Así pues, aprender a identificar los pensamientos automáticos erróneos o distorsiones cognitivas, desde mi punto de vista y experiencia en jóvenes me permitió identificar criterios para decir cuándo una conducta puede convertirse en riesgo.

1. Cuando se tiende a no aceptar el efecto dañino de realizar dicho comportamiento.

2.  Cuando los comportamientos de riesgo se incorporan como hábitos en un estilo de vida.

3.  Cuando ese estilo de vida no saludable es incontrolable de manera personal y no se busca ayuda terapéutica, médica o espiritual.

4. Cuando mi estilo de vida no saludable trasciende las normas jurídicas y sociales propias de un país.

5.  Cuando los efectos dañinos de mi estilo de vida afectan a las personas de mi microambiente (familia, amigos, compañeros de escuela) y vulneran los derechos de grupos y colectivos sociales como, por ejemplo, el hábito de fumar o el consumo nocivo de alcohol.

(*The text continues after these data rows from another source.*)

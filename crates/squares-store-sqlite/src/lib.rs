//! SQLite backend for the Squares game store.
//!
//! Wraps [`tokio_rusqlite`] so all database access runs on a dedicated thread
//! without blocking the async runtime. Every trait method is one SQL
//! statement, so each write is atomic on its own.

mod encode;
mod schema;
mod store;

pub mod error;

pub use error::{Error, Result};
pub use store::SqliteStore;

#[cfg(test)]
mod tests_flow;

Entonces, ¿qué hacer?, ¿cómo logramos un estilo de vida saludable?, ¿es posible lograrlo en una sociedad tan contaminada y con tantos factores de riesgo y tan pocos factores protectores?

Es aquí donde surge la necesidad de trabajar la voluntad desde edades tempranas, pautas de vida y salud, sanas; incidir en todos los entornos, darle valor a lo positivo, al modelamiento social de principios y valores como el amor, el respeto, la solidaridad, la empatía y, por supuesto, a trabajar entrenando el cerebro para ser resilientes a las adversidades y creativos para el bien, para una adecuada gestión de nuestras emociones, capacidades, limitaciones, etc.; en general, gestores positivos de nuestra propia vida, de la mano de los seres que amamos y nos aman.

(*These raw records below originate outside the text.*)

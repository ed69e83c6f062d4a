//! [`SqliteStore`]: the SQLite implementation of [`GameStore`].

use std::path::Path;

use chrono::Utc;
use rusqlite::{OptionalExtension as _, types::Value};
use uuid::Uuid;

use squares_core::{
  board::{Board, CELLS},
  entity::{
    Answer, Game, GamePatch, GameState, Guess, NewGuess, NewQuestion, NewSquare,
    Question, QuestionPatch, Square, SquarePatch,
  },
  store::GameStore,
};

use crate::{
  Error, Result,
  encode::{
    ANSWER_COLUMNS, GAME_COLUMNS, GUESS_COLUMNS, QUESTION_COLUMNS, RawAnswer,
    RawGame, RawGuess, RawQuestion, RawSquare, SQUARE_COLUMNS, encode_dt,
    encode_mark, encode_uuid,
  },
  schema::SCHEMA,
};

type RowMapper<R> = fn(&rusqlite::Row<'_>) -> rusqlite::Result<R>;

// ─── Store ───────────────────────────────────────────────────────────────────

/// A Squares game store backed by a single SQLite file.
///
/// Cloning is cheap; the inner connection is reference-counted.
#[derive(Clone)]
pub struct SqliteStore {
  conn: tokio_rusqlite::Connection,
}

impl SqliteStore {
  /// Open (or create) a store at `path` and run schema initialisation.
  pub async fn open(path: impl AsRef<Path>) -> Result<Self> {
    let conn = tokio_rusqlite::Connection::open(path).await?;
    let store = Self { conn };
    store.init_schema().await?;
    Ok(store)
  }

  /// Open an in-memory store.
  pub async fn open_in_memory() -> Result<Self> {
    let conn = tokio_rusqlite::Connection::open_in_memory().await?;
    let store = Self { conn };
    store.init_schema().await?;
    Ok(store)
  }

  async fn init_schema(&self) -> Result<()> {
    self
      .conn
      .call(|conn| {
        conn.execute_batch(SCHEMA)?;
        Ok(())
      })
      .await?;
    Ok(())
  }

  /// Run a statement that yields at most one row.
  async fn fetch_one<R>(
    &self,
    sql: String,
    params: Vec<Value>,
    map: RowMapper<R>,
  ) -> Result<Option<R>>
  where
    R: Send + 'static,
  {
    let row = self
      .conn
      .call(move |conn| {
        Ok(
          conn
            .query_row(&sql, rusqlite::params_from_iter(params), map)
            .optional()?,
        )
      })
      .await?;
    Ok(row)
  }

  /// Run a query and collect every row.
  async fn fetch_all<R>(
    &self,
    sql: String,
    params: Vec<Value>,
    map: RowMapper<R>,
  ) -> Result<Vec<R>>
  where
    R: Send + 'static,
  {
    let rows = self
      .conn
      .call(move |conn| {
        let mut stmt = conn.prepare(&sql)?;
        let rows = stmt
          .query_map(rusqlite::params_from_iter(params), map)?
          .collect::<rusqlite::Result<Vec<_>>>()?;
        Ok(rows)
      })
      .await?;
    Ok(rows)
  }

  async fn execute(&self, sql: &'static str, params: Vec<Value>) -> Result<()> {
    self
      .conn
      .call(move |conn| {
        conn.execute(sql, rusqlite::params_from_iter(params))?;
        Ok(())
      })
      .await?;
    Ok(())
  }

  async fn one_square(&self, filter: &str, params: Vec<Value>) -> Result<Option<Square>> {
    let sql = format!(
      "SELECT {SQUARE_COLUMNS} FROM squares WHERE {filter} ORDER BY location LIMIT 1"
    );
    let raw = self.fetch_one(sql, params, RawSquare::from_row).await?;
    raw.map(RawSquare::into_square).transpose()
  }

  async fn questions_where(&self, filter: &str, params: Vec<Value>) -> Result<Vec<Question>> {
    let sql =
      format!("SELECT {QUESTION_COLUMNS} FROM questions WHERE {filter} ORDER BY rowid");
    let raws = self.fetch_all(sql, params, RawQuestion::from_row).await?;
    raws.into_iter().map(RawQuestion::into_question).collect()
  }

  async fn guesses_where(&self, filter: &str, params: Vec<Value>) -> Result<Vec<Guess>> {
    let sql = format!("SELECT {GUESS_COLUMNS} FROM guesses WHERE {filter} ORDER BY rowid");
    let raws = self.fetch_all(sql, params, RawGuess::from_row).await?;
    raws.into_iter().map(RawGuess::into_guess).collect()
  }
}

fn uuid_value(id: Uuid) -> Value { Value::Text(encode_uuid(id)) }

// ─── GameStore impl ──────────────────────────────────────────────────────────

impl GameStore for SqliteStore {
  type Error = Error;

  // ── Games ─────────────────────────────────────────────────────────────────

  async fn insert_game(&self, slug: String) -> Result<Game> {
    let game = Game {
      game_id:    Uuid::new_v4(),
      slug,
      board:      Board::empty(),
      state:      GameState::Idle,
      created_at: Utc::now(),
    };

    self
      .execute(
        "INSERT INTO games (game_id, slug, board, state, created_at)
         VALUES (?1, ?2, ?3, ?4, ?5)",
        vec![
          uuid_value(game.game_id),
          Value::Text(game.slug.clone()),
          Value::Text(game.board.to_string()),
          Value::Text(game.state.to_string()),
          Value::Text(encode_dt(game.created_at)),
        ],
      )
      .await?;

    Ok(game)
  }

  async fn get_game(&self, id: Uuid) -> Result<Option<Game>> {
    let sql = format!("SELECT {GAME_COLUMNS} FROM games WHERE game_id = ?1");
    let raw = self.fetch_one(sql, vec![uuid_value(id)], RawGame::from_row).await?;
    raw.map(RawGame::into_game).transpose()
  }

  async fn game_by_slug(&self, slug: String) -> Result<Option<Game>> {
    let sql = format!(
      "SELECT {GAME_COLUMNS} FROM games WHERE slug = ?1 ORDER BY rowid DESC LIMIT 1"
    );
    let raw = self.fetch_one(sql, vec![Value::Text(slug)], RawGame::from_row).await?;
    raw.map(RawGame::into_game).transpose()
  }

  async fn patch_game(&self, id: Uuid, patch: GamePatch) -> Result<Option<Game>> {
    let sql = format!(
      "UPDATE games SET
         board = COALESCE(?2, board),
         state = COALESCE(?3, state)
       WHERE game_id = ?1
       RETURNING {GAME_COLUMNS}"
    );
    let params = vec![
      uuid_value(id),
      Value::from(patch.board.map(|b| b.to_string())),
      Value::from(patch.state.map(|s| s.to_string())),
    ];
    let raw = self.fetch_one(sql, params, RawGame::from_row).await?;
    raw.map(RawGame::into_game).transpose()
  }

  // ── Squares ───────────────────────────────────────────────────────────────

  async fn insert_square(&self, input: NewSquare) -> Result<Square> {
    if usize::from(input.location) >= CELLS {
      return Err(Error::InvalidLocation(input.location));
    }

    let square = Square {
      square_id: Uuid::new_v4(),
      location:  input.location,
      name:      input.name,
      link:      input.link,
      photo:     input.photo,
      active:    false,
      secret:    false,
      state:     None,
    };

    self
      .execute(
        "INSERT INTO squares (square_id, location, name, link, photo, active, secret, state)
         VALUES (?1, ?2, ?3, ?4, ?5, 0, 0, NULL)",
        vec![
          uuid_value(square.square_id),
          Value::from(square.location),
          Value::Text(square.name.clone()),
          Value::from(square.link.clone()),
          Value::from(square.photo.clone()),
        ],
      )
      .await?;

    Ok(square)
  }

  async fn get_square(&self, id: Uuid) -> Result<Option<Square>> {
    self.one_square("square_id = ?1", vec![uuid_value(id)]).await
  }

  async fn list_squares(&self) -> Result<Vec<Square>> {
    let sql = format!("SELECT {SQUARE_COLUMNS} FROM squares ORDER BY location");
    let raws = self.fetch_all(sql, vec![], RawSquare::from_row).await?;
    raws.into_iter().map(RawSquare::into_square).collect()
  }

  async fn square_at(&self, location: u8) -> Result<Option<Square>> {
    self.one_square("location = ?1", vec![Value::from(location)]).await
  }

  async fn active_square(&self) -> Result<Option<Square>> {
    self.one_square("active = 1", vec![]).await
  }

  async fn secret_square(&self) -> Result<Option<Square>> {
    self.one_square("secret = 1", vec![]).await
  }

  async fn patch_square(&self, id: Uuid, patch: SquarePatch) -> Result<Option<Square>> {
    // Nullable columns carry a "set" flag so a patch can write NULL.
    let sql = format!(
      "UPDATE squares SET
         active = COALESCE(?2, active),
         secret = COALESCE(?3, secret),
         state  = CASE WHEN ?4 THEN ?5 ELSE state END,
         name   = COALESCE(?6, name),
         link   = CASE WHEN ?7 THEN ?8 ELSE link END,
         photo  = CASE WHEN ?9 THEN ?10 ELSE photo END
       WHERE square_id = ?1
       RETURNING {SQUARE_COLUMNS}"
    );
    let params = vec![
      uuid_value(id),
      Value::from(patch.active),
      Value::from(patch.secret),
      Value::from(patch.state.is_some()),
      Value::from(patch.state.and_then(encode_mark)),
      Value::from(patch.name),
      Value::from(patch.link.is_some()),
      Value::from(patch.link.flatten()),
      Value::from(patch.photo.is_some()),
      Value::from(patch.photo.flatten()),
    ];
    let raw = self.fetch_one(sql, params, RawSquare::from_row).await?;
    raw.map(RawSquare::into_square).transpose()
  }

  // ── Questions ─────────────────────────────────────────────────────────────

  async fn insert_question(&self, input: NewQuestion) -> Result<Question> {
    let question = Question {
      question_id: Uuid::new_v4(),
      square_id:   input.square_id,
      text:        input.text,
      answer:      input.answer,
      active:      false,
      complete:    false,
      created_at:  Utc::now(),
    };

    self
      .execute(
        "INSERT INTO questions (question_id, square_id, text, answer, active, complete, created_at)
         VALUES (?1, ?2, ?3, ?4, 0, 0, ?5)",
        vec![
          uuid_value(question.question_id),
          uuid_value(question.square_id),
          Value::Text(question.text.clone()),
          Value::Text(question.answer.clone()),
          Value::Text(encode_dt(question.created_at)),
        ],
      )
      .await?;

    Ok(question)
  }

  async fn get_question(&self, id: Uuid) -> Result<Option<Question>> {
    let mut found = self.questions_where("question_id = ?1", vec![uuid_value(id)]).await?;
    Ok(found.pop())
  }

  async fn questions_for_square(&self, square_id: Uuid) -> Result<Vec<Question>> {
    self.questions_where("square_id = ?1", vec![uuid_value(square_id)]).await
  }

  async fn active_question(&self) -> Result<Option<Question>> {
    let found = self.questions_where("active = 1", vec![]).await?;
    Ok(found.into_iter().next())
  }

  async fn complete_questions(&self) -> Result<Vec<Question>> {
    self.questions_where("complete = 1", vec![]).await
  }

  async fn patch_question(
    &self,
    id: Uuid,
    patch: QuestionPatch,
  ) -> Result<Option<Question>> {
    // `complete` only ever moves from 0 to 1.
    let sql = format!(
      "UPDATE questions SET
         active   = COALESCE(?2, active),
         complete = MAX(complete, COALESCE(?3, complete))
       WHERE question_id = ?1
       RETURNING {QUESTION_COLUMNS}"
    );
    let params = vec![
      uuid_value(id),
      Value::from(patch.active),
      Value::from(patch.complete),
    ];
    let raw = self.fetch_one(sql, params, RawQuestion::from_row).await?;
    raw.map(RawQuestion::into_question).transpose()
  }

  // ── Answers ───────────────────────────────────────────────────────────────

  async fn upsert_answer(
    &self,
    game_id: Uuid,
    question_id: Uuid,
    was_square_correct: bool,
  ) -> Result<Answer> {
    let sql = format!(
      "INSERT INTO answers (answer_id, game_id, question_id, was_square_correct, recorded_at)
       VALUES (?1, ?2, ?3, ?4, ?5)
       ON CONFLICT (game_id, question_id) DO UPDATE SET
         was_square_correct = excluded.was_square_correct,
         recorded_at        = excluded.recorded_at
       RETURNING {ANSWER_COLUMNS}"
    );
    let params = vec![
      uuid_value(Uuid::new_v4()),
      uuid_value(game_id),
      uuid_value(question_id),
      Value::from(was_square_correct),
      Value::Text(encode_dt(Utc::now())),
    ];
    let raw = self
      .fetch_one(sql, params, RawAnswer::from_row)
      .await?
      .ok_or(Error::MissingRow("answers"))?;
    raw.into_answer()
  }

  async fn resolve_answer(
    &self,
    game_id: Uuid,
    question_id: Uuid,
  ) -> Result<Option<Answer>> {
    let sql = format!(
      "UPDATE answers SET resolved = 1
       WHERE game_id = ?1 AND question_id = ?2
       RETURNING {ANSWER_COLUMNS}"
    );
    let params = vec![uuid_value(game_id), uuid_value(question_id)];
    let raw = self.fetch_one(sql, params, RawAnswer::from_row).await?;
    raw.map(RawAnswer::into_answer).transpose()
  }

  async fn answer_for(&self, game_id: Uuid, question_id: Uuid) -> Result<Option<Answer>> {
    let sql = format!(
      "SELECT {ANSWER_COLUMNS} FROM answers WHERE game_id = ?1 AND question_id = ?2"
    );
    let params = vec![uuid_value(game_id), uuid_value(question_id)];
    let raw = self.fetch_one(sql, params, RawAnswer::from_row).await?;
    raw.map(RawAnswer::into_answer).transpose()
  }

  async fn answers_for_game(&self, game_id: Uuid) -> Result<Vec<Answer>> {
    let sql =
      format!("SELECT {ANSWER_COLUMNS} FROM answers WHERE game_id = ?1 ORDER BY rowid");
    let raws = self
      .fetch_all(sql, vec![uuid_value(game_id)], RawAnswer::from_row)
      .await?;
    raws.into_iter().map(RawAnswer::into_answer).collect()
  }

  // ── Guesses ───────────────────────────────────────────────────────────────

  async fn upsert_guess(&self, input: NewGuess) -> Result<Guess> {
    let sql = format!(
      "INSERT INTO guesses (guess_id, game_id, user_id, question_id, square_id, guess, recorded_at)
       VALUES (?1, ?2, ?3, ?4, ?5, ?6, ?7)
       ON CONFLICT (game_id, user_id, question_id) DO UPDATE SET
         square_id   = excluded.square_id,
         guess       = excluded.guess,
         recorded_at = excluded.recorded_at
       RETURNING {GUESS_COLUMNS}"
    );
    let params = vec![
      uuid_value(Uuid::new_v4()),
      uuid_value(input.game_id),
      Value::Text(input.user_id),
      uuid_value(input.question_id),
      uuid_value(input.square_id),
      Value::Text(input.guess.to_string()),
      Value::Text(encode_dt(Utc::now())),
    ];
    let raw = self
      .fetch_one(sql, params, RawGuess::from_row)
      .await?
      .ok_or(Error::MissingRow("guesses"))?;
    raw.into_guess()
  }

  async fn guess_for(
    &self,
    game_id: Uuid,
    user_id: String,
    question_id: Uuid,
  ) -> Result<Option<Guess>> {
    let found = self
      .guesses_where(
        "game_id = ?1 AND user_id = ?2 AND question_id = ?3",
        vec![uuid_value(game_id), Value::Text(user_id), uuid_value(question_id)],
      )
      .await?;
    Ok(found.into_iter().next())
  }

  async fn guesses_for_question(&self, game_id: Uuid, question_id: Uuid) -> Result<Vec<Guess>> {
    self
      .guesses_where(
        "game_id = ?1 AND question_id = ?2",
        vec![uuid_value(game_id), uuid_value(question_id)],
      )
      .await
  }

  async fn guesses_for_game(&self, game_id: Uuid) -> Result<Vec<Guess>> {
    self.guesses_where("game_id = ?1", vec![uuid_value(game_id)]).await
  }
}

Por lo tanto, la familia cumple un rol primordial en el desarrollo de cada uno de sus integrantes, es moduladora y promotora de emociones y sentimientos, es escenario constante de modelos de conducta, transmisora de valores y normas de convivencia. La familia es el primer pilar del desarrollo de un vínculo adecuado basado en la dedicación, el afecto, la comunicación, la cohesión, la adaptabilidad.

Por todo ello, los modelos parentales y de otros adultos significativos en la vida del adolescente y joven desempeñan un papel trascendental, ya que ejercen una importante influencia en el desarrollo de hábitos de vida, formas de expresar afectos, relacionarse con los demás, resolver conflictos y desarrollar conductas de autocuidado.

Por este motivo, el trabajo conjunto con los padres, en muchos casos, será uno de los pilares del tratamiento en la búsqueda del equilibrio personal y social de los adolescentes y jóvenes, acciones sencillas pueden marcar la diferencia; acompáñeles, tenga paciencia, promueva el diálogo afectivo, empático y efectivo, sea un modelo positivo de referencia con solvencia moral en su testimonio de vida; cuando sea necesario poner límites, hágalo, dé la oportunidad a los jóvenes para que progresivamente desarrollen su autonomía, que se permita equivocar pero también aprender de sus errores y, finalmente, crecer; lo anterior es necesario para lograr seres humanos mejores, generación tras generación.

Licda. Estela Alvarenga Alas de Menjívar. Educadora para la salud y máster en Salud Pública.